De Malina, el largo basado en la novela de Ingerborg Bachmann, siempre me viene a la mente el cable del teléfono extendido sobre el piso de madera del departamento en que vive la protagonista, lo que a su vez me hace recordar que en su perfil de Stanley Kubrick, Michael Herr recuerda que Kubrick se pasaba horas hablando por teléfono, organizando su vida personal y laboral.

Mario Varela, un amigo poeta, cineasta, vivía en una época en frente de mi casa, con su abuela, y yo lo visitaba seguido, y él una o dos veces por día se sentaba al teléfono con su agenda a mano y se pasaba largos ratos hablando con gente que iba rescatando de ese índice. “Ya termino”, me decía. Pero siempre tenía un llamado más para hacer. A Mario siempre le agradeceré haberme hecho conocer a Tarkovski.

La escena de una película que más tristeza me provoca es la secuencia final del Oblomov, de Nikita Mikhalkov, cuando el protagonista ha muerto después de una vida de abandono, desdichada, sin rumbo, y en la pantalla se lo ve de niño, lleno de felicidad, llamando no recuerdo a quién (¿a su madre?, ¿a su padre?), mientras corre, alejándose de nosotros, hasta desaparecer, por un campo sembrado.

Me parece increíble lo que filma James Benning.

Una vez escribí que si no fuese argentino, y me despertase a la madrugada, incómodo, y prendiera la tele, y estuviesen pasando, empezada, sin que supiese qué era, en un idioma que no conociera, Historias extraordinarias, de Mariano Llinás, y viera un parte, y luego me volviera a dormir, al despertar a la mañana creería haber visto la mejor película del mundo.

Del Bafici atesoro dos libros: uno de artículos sobre sus películas de Heinz Hemigohlz, el director que filma casas, edificios y construcciones, y otro que es la crónica de un abierto de tenis de Roland Garros, en el que juega Guillermo Vilas, que escribió Serge Daney mientras lo miraba por televisión.

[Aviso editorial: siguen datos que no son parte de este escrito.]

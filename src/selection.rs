//! Month-selection helpers for choosing which months a view covers.

use crate::month::{prefix_through, MonthCode, Quarter, FISCAL_ORDER};
use crate::schema::{Record, ViewMode};

/// Most months a custom multi-month selection may hold.
pub const MAX_CUSTOM_MONTHS: usize = 3;

const MONTHS_PER_QUARTER: usize = 3;

/// Months with at least one record, in fiscal order.
pub fn available_months(records: &[Record]) -> Vec<MonthCode> {
    FISCAL_ORDER
        .iter()
        .copied()
        .filter(|m| records.iter().any(|r| r.month == *m))
        .collect()
}

/// Sorts into fiscal order and drops repeats.
pub fn fiscal_sorted(months: &[MonthCode]) -> Vec<MonthCode> {
    FISCAL_ORDER
        .iter()
        .copied()
        .filter(|m| months.contains(m))
        .collect()
}

/// The selection a view starts with when the user switches to it.
///
/// `available` must be in fiscal order. Returns an empty selection when
/// nothing is available.
pub fn default_selection(view: ViewMode, available: &[MonthCode]) -> Vec<MonthCode> {
    let Some(&latest) = available.last() else {
        return Vec::new();
    };

    match view {
        ViewMode::Single | ViewMode::Comparison => vec![latest],
        ViewMode::Quarterly => {
            let end = available.len();
            let start = end.saturating_sub(MONTHS_PER_QUARTER);
            available[start..end].to_vec()
        }
        ViewMode::MtyAll => prefix_through(latest)
            .iter()
            .copied()
            .filter(|m| available.contains(m))
            .collect(),
    }
}

/// The quarter's months that have data.
pub fn quarter_selection(quarter: Quarter, available: &[MonthCode]) -> Vec<MonthCode> {
    quarter
        .months()
        .iter()
        .copied()
        .filter(|m| available.contains(m))
        .collect()
}

/// Adds or removes `month` from a custom selection.
///
/// The last remaining month cannot be removed and no more than
/// [`MAX_CUSTOM_MONTHS`] can be selected; in those cases the selection is
/// returned unchanged.
pub fn toggle_month(selected: &[MonthCode], month: MonthCode) -> Vec<MonthCode> {
    if selected.contains(&month) {
        if selected.len() > 1 {
            return selected.iter().copied().filter(|m| *m != month).collect();
        }
        return selected.to_vec();
    }

    if selected.len() < MAX_CUSTOM_MONTHS {
        let mut next = selected.to_vec();
        next.push(month);
        return fiscal_sorted(&next);
    }

    selected.to_vec()
}

/// The available month immediately before `current`, used as the comparison baseline.
pub fn previous_month(current: MonthCode, available: &[MonthCode]) -> Option<MonthCode> {
    let idx = available.iter().position(|m| *m == current)?;
    idx.checked_sub(1).map(|i| available[i])
}
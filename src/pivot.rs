use crate::error::{PivotError, Result};
use crate::format::format_unit;
use crate::lookup::{lookup, ytd_sum};
use crate::month::{MonthCode, FISCAL_ORDER};
use crate::schema::{
    AggregationKind, ColumnRole, ColumnSpec, FormattedRow, MeasureName, PivotOptions, PivotTable,
    Record, RowLabel, ViewMode,
};
use log::{debug, trace, warn};
use std::collections::BTreeMap;

pub const VALUE_KEY: &str = "value";
pub const QUARTER_TOTAL_KEY: &str = "q_total";
pub const CURRENT_MONTH_KEY: &str = "cur_month";
pub const YTD_KEY: &str = "ytd";

pub const QUARTER_TOTAL_HEADER: &str = "Quarter Total";
pub const CURRENT_MONTH_MARKER: &str = "▶";

/// Cell keys used by value columns. Month columns are keyed by the month code.
pub const RESERVED_KEYS: [&str; 4] = [VALUE_KEY, QUARTER_TOTAL_KEY, CURRENT_MONTH_KEY, YTD_KEY];

/// True when `key` would share a cell with a value column.
pub fn is_reserved_key(key: &str) -> bool {
    RESERVED_KEYS.contains(&key) || FISCAL_ORDER.iter().any(|m| m.as_str() == key)
}

/// Reshapes a flat record set into the column layout of one [`ViewMode`].
///
/// Holds no state between calls; every `build` is a pure function of the
/// records, labels, view and month selection.
pub struct PivotBuilder<'a> {
    records: &'a [Record],
    label_key: &'a str,
    measure: MeasureName,
    options: &'a PivotOptions,
}

impl<'a> PivotBuilder<'a> {
    pub fn new(
        records: &'a [Record],
        label_key: &'a str,
        measure: MeasureName,
        options: &'a PivotOptions,
    ) -> Self {
        Self {
            records,
            label_key,
            measure,
            options,
        }
    }

    pub fn build(
        &self,
        labels: &[RowLabel],
        view: ViewMode,
        months: &[MonthCode],
    ) -> Result<PivotTable> {
        if months.is_empty() {
            warn!("Rejecting {} pivot with no selected months", view);
            return Err(PivotError::EmptySelection { view });
        }
        if is_reserved_key(self.label_key) {
            warn!("Rejecting label key '{}' shared with a value column", self.label_key);
            return Err(PivotError::ReservedLabelKey(self.label_key.to_string()));
        }

        let months = dedup_months(months);

        debug!(
            "Building {} pivot: {} labels, {} months, {:?} aggregation over {} records",
            view,
            labels.len(),
            months.len(),
            self.options.aggregation,
            self.records.len()
        );

        let table = match view {
            ViewMode::Single => self.build_single(labels, months[0]),
            ViewMode::Quarterly => self.build_quarterly(labels, &months),
            ViewMode::MtyAll => self.build_mty_all(labels, &months),
            ViewMode::Comparison => self.build_comparison(labels, &months),
        };

        debug!("Pivot produced {} columns", table.columns.len());
        Ok(table)
    }

    fn build_single(&self, labels: &[RowLabel], month: MonthCode) -> PivotTable {
        let columns = vec![
            self.label_column(),
            ColumnSpec::new(VALUE_KEY, month.as_str(), ColumnRole::PlainValue),
        ];

        let rows = labels
            .iter()
            .map(|label| {
                let mut row = self.start_row(label);
                let value = self.value(&label.name, month);
                row.cells
                    .insert(VALUE_KEY.to_string(), self.display(&label.name, value));
                row
            })
            .collect();

        PivotTable { columns, rows }
    }

    fn build_quarterly(&self, labels: &[RowLabel], months: &[MonthCode]) -> PivotTable {
        let mut columns = vec![self.label_column()];
        columns.extend(months.iter().map(|m| month_column(*m)));
        columns.push(ColumnSpec::new(
            QUARTER_TOTAL_KEY,
            QUARTER_TOTAL_HEADER,
            ColumnRole::QuarterTotal,
        ));

        // months is non-empty, checked in build()
        let last = months[months.len() - 1];

        let rows = labels
            .iter()
            .map(|label| {
                let mut row = self.start_row(label);
                let values: Vec<Option<f64>> =
                    months.iter().map(|m| self.value(&label.name, *m)).collect();

                for (month, value) in months.iter().zip(&values) {
                    row.cells
                        .insert(month.as_str().to_string(), self.display(&label.name, *value));
                }

                let total = match self.options.aggregation {
                    AggregationKind::Flow => sum_present(&values),
                    AggregationKind::Snapshot => self.value(&label.name, last),
                };
                trace!(
                    "Quarter total for '{}' ({:?}): {:?}",
                    label.name,
                    self.options.aggregation,
                    total
                );
                row.cells.insert(
                    QUARTER_TOTAL_KEY.to_string(),
                    self.display(&label.name, total),
                );
                row
            })
            .collect();

        PivotTable { columns, rows }
    }

    /// One column per selected month, current (last) month first. Callers pass
    /// the April-to-current prefix, e.g. from [`crate::selection::default_selection`];
    /// months missing from the selection get no column.
    fn build_mty_all(&self, labels: &[RowLabel], months: &[MonthCode]) -> PivotTable {
        let current = months[months.len() - 1];
        let ordered: Vec<MonthCode> = std::iter::once(current)
            .chain(months.iter().copied().filter(|m| *m != current))
            .collect();

        let mut columns = vec![self.label_column()];
        for month in &ordered {
            let mut column = month_column(*month);
            if *month == current {
                column.header = format!("{} {}", CURRENT_MONTH_MARKER, month);
                column.emphasized = true;
            }
            columns.push(column);
        }

        let rows = labels
            .iter()
            .map(|label| {
                let mut row = self.start_row(label);
                for month in &ordered {
                    let value = self.value(&label.name, *month);
                    row.cells
                        .insert(month.as_str().to_string(), self.display(&label.name, value));
                }
                row
            })
            .collect();

        PivotTable { columns, rows }
    }

    fn build_comparison(&self, labels: &[RowLabel], months: &[MonthCode]) -> PivotTable {
        let current = months[months.len() - 1];

        let columns = vec![
            self.label_column(),
            ColumnSpec::new(CURRENT_MONTH_KEY, current.as_str(), ColumnRole::PlainValue),
            ColumnSpec::new(
                YTD_KEY,
                format!("YTD ({}–{})", FISCAL_ORDER[0], current),
                ColumnRole::YtdTotal,
            ),
        ];

        let rows = labels
            .iter()
            .map(|label| {
                let mut row = self.start_row(label);
                let current_value = self.value(&label.name, current);
                let ytd = match self.options.aggregation {
                    AggregationKind::Flow => {
                        Some(ytd_sum(self.records, &label.name, current, self.measure))
                    }
                    AggregationKind::Snapshot => current_value,
                };
                trace!("YTD for '{}' through {}: {:?}", label.name, current, ytd);

                row.cells.insert(
                    CURRENT_MONTH_KEY.to_string(),
                    self.display(&label.name, current_value),
                );
                row.cells
                    .insert(YTD_KEY.to_string(), self.display(&label.name, ytd));
                row
            })
            .collect();

        PivotTable { columns, rows }
    }

    fn label_column(&self) -> ColumnSpec {
        ColumnSpec::new(
            self.label_key,
            self.options.label_header.as_str(),
            ColumnRole::Label,
        )
    }

    fn start_row(&self, label: &RowLabel) -> FormattedRow {
        let mut cells = BTreeMap::new();
        cells.insert(self.label_key.to_string(), label.name.clone());
        FormattedRow {
            label: label.name.clone(),
            is_total: label.is_total,
            cells,
        }
    }

    fn value(&self, label: &str, month: MonthCode) -> Option<f64> {
        lookup(self.records, label, month, self.measure)
    }

    fn display(&self, label: &str, value: Option<f64>) -> String {
        format_unit(value, self.options.unit_for(label))
    }
}

/// Builds one pivot table. See [`PivotBuilder`].
pub fn build_pivot(
    records: &[Record],
    label_key: &str,
    measure: MeasureName,
    labels: &[RowLabel],
    view: ViewMode,
    months: &[MonthCode],
    options: &PivotOptions,
) -> Result<PivotTable> {
    PivotBuilder::new(records, label_key, measure, options).build(labels, view, months)
}

fn month_column(month: MonthCode) -> ColumnSpec {
    ColumnSpec::new(
        month.as_str(),
        month.as_str(),
        ColumnRole::GroupedByMonth(month),
    )
}

fn sum_present(values: &[Option<f64>]) -> Option<f64> {
    values
        .iter()
        .flatten()
        .fold(None, |acc, v| Some(acc.unwrap_or(0.0) + v))
}

fn dedup_months(months: &[MonthCode]) -> Vec<MonthCode> {
    let mut unique = Vec::with_capacity(months.len());
    for month in months {
        if !unique.contains(month) {
            unique.push(*month);
        }
    }
    if unique.len() != months.len() {
        warn!("Ignoring repeated months in selection {:?}", months);
    }
    unique
}
use crate::lookup::lookup;
use crate::month::{prefix_through, MonthCode};
use crate::schema::{MeasureName, Record};
use serde::{Deserialize, Serialize};

#[derive(Debug, Clone, Copy, PartialEq, Eq, Serialize, Deserialize)]
pub enum TrendDirection {
    Rising,
    Falling,
}

/// Historical values of one label, April through `through`, with absent months dropped.
///
/// Nothing is cached: every call to [`TrendSeries::iter`] rescans the records,
/// so a series can be iterated any number of times.
#[derive(Debug, Clone, Copy)]
pub struct TrendSeries<'a> {
    records: &'a [Record],
    label: &'a str,
    through: MonthCode,
    measure: MeasureName,
}

impl<'a> TrendSeries<'a> {
    pub fn new(records: &'a [Record], label: &'a str, through: MonthCode) -> Self {
        Self {
            records,
            label,
            through,
            measure: MeasureName::Value,
        }
    }

    pub fn with_measure(mut self, measure: MeasureName) -> Self {
        self.measure = measure;
        self
    }

    pub fn iter(&self) -> impl Iterator<Item = f64> + 'a {
        let Self {
            records,
            label,
            measure,
            ..
        } = *self;
        prefix_through(self.through)
            .iter()
            .filter_map(move |m| lookup(records, label, *m, measure))
    }

    /// Like [`TrendSeries::iter`], but keeps the month of each point.
    pub fn points(&self) -> impl Iterator<Item = (MonthCode, f64)> + 'a {
        let Self {
            records,
            label,
            measure,
            ..
        } = *self;
        prefix_through(self.through)
            .iter()
            .filter_map(move |m| lookup(records, label, *m, measure).map(|v| (*m, v)))
    }

    pub fn values(&self) -> Vec<f64> {
        self.iter().collect()
    }

    pub fn len(&self) -> usize {
        self.iter().count()
    }

    pub fn is_empty(&self) -> bool {
        self.iter().next().is_none()
    }

    /// `Rising` when the last point is at least the first. Needs two points.
    pub fn direction(&self) -> Option<TrendDirection> {
        let mut iter = self.iter();
        let first = iter.next()?;
        let last = iter.last()?;
        if last >= first {
            Some(TrendDirection::Rising)
        } else {
            Some(TrendDirection::Falling)
        }
    }
}

impl<'a> IntoIterator for TrendSeries<'a> {
    type Item = f64;
    type IntoIter = Box<dyn Iterator<Item = f64> + 'a>;

    fn into_iter(self) -> Self::IntoIter {
        Box::new(self.iter())
    }
}

pub fn series<'a>(records: &'a [Record], label: &'a str, through: MonthCode) -> TrendSeries<'a> {
    TrendSeries::new(records, label, through)
}
use crate::error::{PivotError, Result};
use crate::metric::{DeltaMode, MetricSummary};
use crate::month::{FiscalYear, MonthCode};
use crate::pivot::build_pivot;
use crate::schema::{
    AggregationKind, MeasureName, PivotOptions, PivotTable, Record, RowLabel, UnitRules,
    ValueUnit, ViewMode,
};
use log::debug;
use schemars::JsonSchema;
use serde::{Deserialize, Serialize};
use std::collections::BTreeSet;

#[derive(Debug, Clone, PartialEq, Serialize, Deserialize, JsonSchema)]
pub struct HeroSpec {
    #[schemars(description = "Card title, e.g. 'Total Sales'.")]
    pub title: String,

    #[schemars(description = "Label whose current-month value the card shows.")]
    pub label: String,

    #[serde(default)]
    pub unit: Option<ValueUnit>,

    #[serde(default)]
    #[schemars(description = "default: increases are good; inverse: decreases are good; neutral: no judgement.")]
    pub delta_mode: DeltaMode,
}

/// One collapsible ledger section: a group of labels that share an aggregation kind.
#[derive(Debug, Clone, PartialEq, Serialize, Deserialize, JsonSchema)]
pub struct SectionSpec {
    pub title: String,

    #[serde(default = "default_label_key")]
    #[schemars(description = "Column key of the label column, e.g. line_item or material.")]
    pub label_key: String,

    #[schemars(description = "Row labels in display order.")]
    pub labels: Vec<String>,

    #[serde(default)]
    #[schemars(description = "Labels rendered as total rows.")]
    pub totals: BTreeSet<String>,

    #[schemars(
        description = "Required. Flow for activity lines (sales, expenses); snapshot for balances such as opening/closing stock."
    )]
    pub aggregation: AggregationKind,

    #[serde(default)]
    pub unit: ValueUnit,

    #[serde(default)]
    pub heroes: Vec<HeroSpec>,
}

fn default_label_key() -> String {
    "line_item".to_string()
}

#[derive(Debug, Clone, PartialEq, Serialize, Deserialize)]
pub struct SectionView {
    pub title: String,
    pub table: PivotTable,
    pub heroes: Vec<MetricSummary>,
}

/// The month selection a section is rendered for.
#[derive(Debug, Clone, Copy)]
pub struct ViewContext<'a> {
    pub view: ViewMode,
    pub months: &'a [MonthCode],
    pub previous_months: &'a [MonthCode],
}

impl<'a> ViewContext<'a> {
    pub fn new(view: ViewMode, months: &'a [MonthCode], previous_months: &'a [MonthCode]) -> Self {
        Self {
            view,
            months,
            previous_months,
        }
    }

    pub fn current_month(&self) -> Option<MonthCode> {
        self.months.last().copied()
    }

    pub fn previous_month(&self) -> Option<MonthCode> {
        self.previous_months.last().copied()
    }
}

impl SectionSpec {
    pub fn row_labels(&self) -> Vec<RowLabel> {
        self.labels
            .iter()
            .map(|name| RowLabel {
                name: name.clone(),
                is_total: self.totals.contains(name),
            })
            .collect()
    }

    pub fn options(&self) -> PivotOptions {
        PivotOptions::new(self.aggregation).with_unit(self.unit)
    }

    pub fn build(
        &self,
        current: &[Record],
        previous: &[Record],
        ctx: &ViewContext<'_>,
    ) -> Result<SectionView> {
        let options = self.options();
        let table = build_pivot(
            current,
            &self.label_key,
            MeasureName::Value,
            &self.row_labels(),
            ctx.view,
            ctx.months,
            &options,
        )?;

        let month = ctx
            .current_month()
            .ok_or(PivotError::EmptySelection { view: ctx.view })?;

        let heroes = self
            .heroes
            .iter()
            .map(|hero| {
                MetricSummary::from_records(
                    hero.title.clone(),
                    &hero.label,
                    current,
                    month,
                    previous,
                    ctx.previous_month(),
                    hero.unit.unwrap_or(self.unit),
                    hero.delta_mode,
                )
            })
            .collect();

        debug!(
            "Section '{}': {} rows, {} hero cards",
            self.title,
            table.rows.len(),
            self.heroes.len()
        );

        Ok(SectionView {
            title: self.title.clone(),
            table,
            heroes,
        })
    }
}

#[derive(Debug, Clone, PartialEq, Serialize, Deserialize, JsonSchema)]
pub struct DashboardConfig {
    #[schemars(description = "Name shown on the dashboard.")]
    pub organization_name: String,

    #[schemars(description = "Fiscal year being reported (April start).")]
    pub fiscal_year: FiscalYear,

    #[serde(default)]
    pub sections: Vec<SectionSpec>,

    #[serde(default = "UnitRules::kpi_defaults")]
    #[schemars(description = "Which KPI names render as percentages or currency.")]
    pub kpi_units: UnitRules,
}

impl DashboardConfig {
    pub fn from_json(json: &str) -> Result<Self> {
        Ok(serde_json::from_str(json)?)
    }

    pub fn generate_json_schema() -> schemars::schema::RootSchema {
        schemars::schema_for!(DashboardConfig)
    }

    pub fn schema_as_json() -> std::result::Result<String, serde_json::Error> {
        let schema = Self::generate_json_schema();
        serde_json::to_string_pretty(&schema)
    }

    /// Options for a KPI scorecard table, applying `kpi_units` per row.
    pub fn kpi_options(&self) -> PivotOptions {
        PivotOptions::new(AggregationKind::Snapshot)
            .with_label_header("KPI")
            .with_label_units(self.kpi_units.to_label_units())
    }
}

impl Default for DashboardConfig {
    fn default() -> Self {
        Self {
            organization_name: String::new(),
            fiscal_year: FiscalYear::new(2025),
            sections: Vec::new(),
            kpi_units: UnitRules::kpi_defaults(),
        }
    }
}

Bueno: cuando el perro de Carpenter llega a una base antártica se refugia entre las piernas de los investigadores que salen, sorprendidos, a recibirlo, mientras desde el helicóptero siguen disparándole. Se produce un enfrentamiento entre unos y otros y el helicóptero termina precipitándose sobre la nieve, donde se incendia, matando a sus tripulantes.

Ezequiel Alemian es poeta, narrador y crítico. Nació en Buenos Aires en 1968, estuvo vinculado al grupo de poetas de la revista 18 whiskys, codirigió la editorial de escrituras objeto Spiral Jetty y fue becario del Laboratorio de Prácticas Artísticas Contemporáneas del Centro Cultural Rojas. Antologó Cuentos para lectores sombríos y seleccionó y tradujo, junto con Malena Rey, Oulipo: ejercicios de literatura potencial. Como autor, publicó entre otros títulos Me gustaría ser un animal, Una introducción, El regreso, Onnainty, e Impresiones. Acaba de publicar, por Blatt & Ríos, El sueño de la vaca y el tatuador de camellos.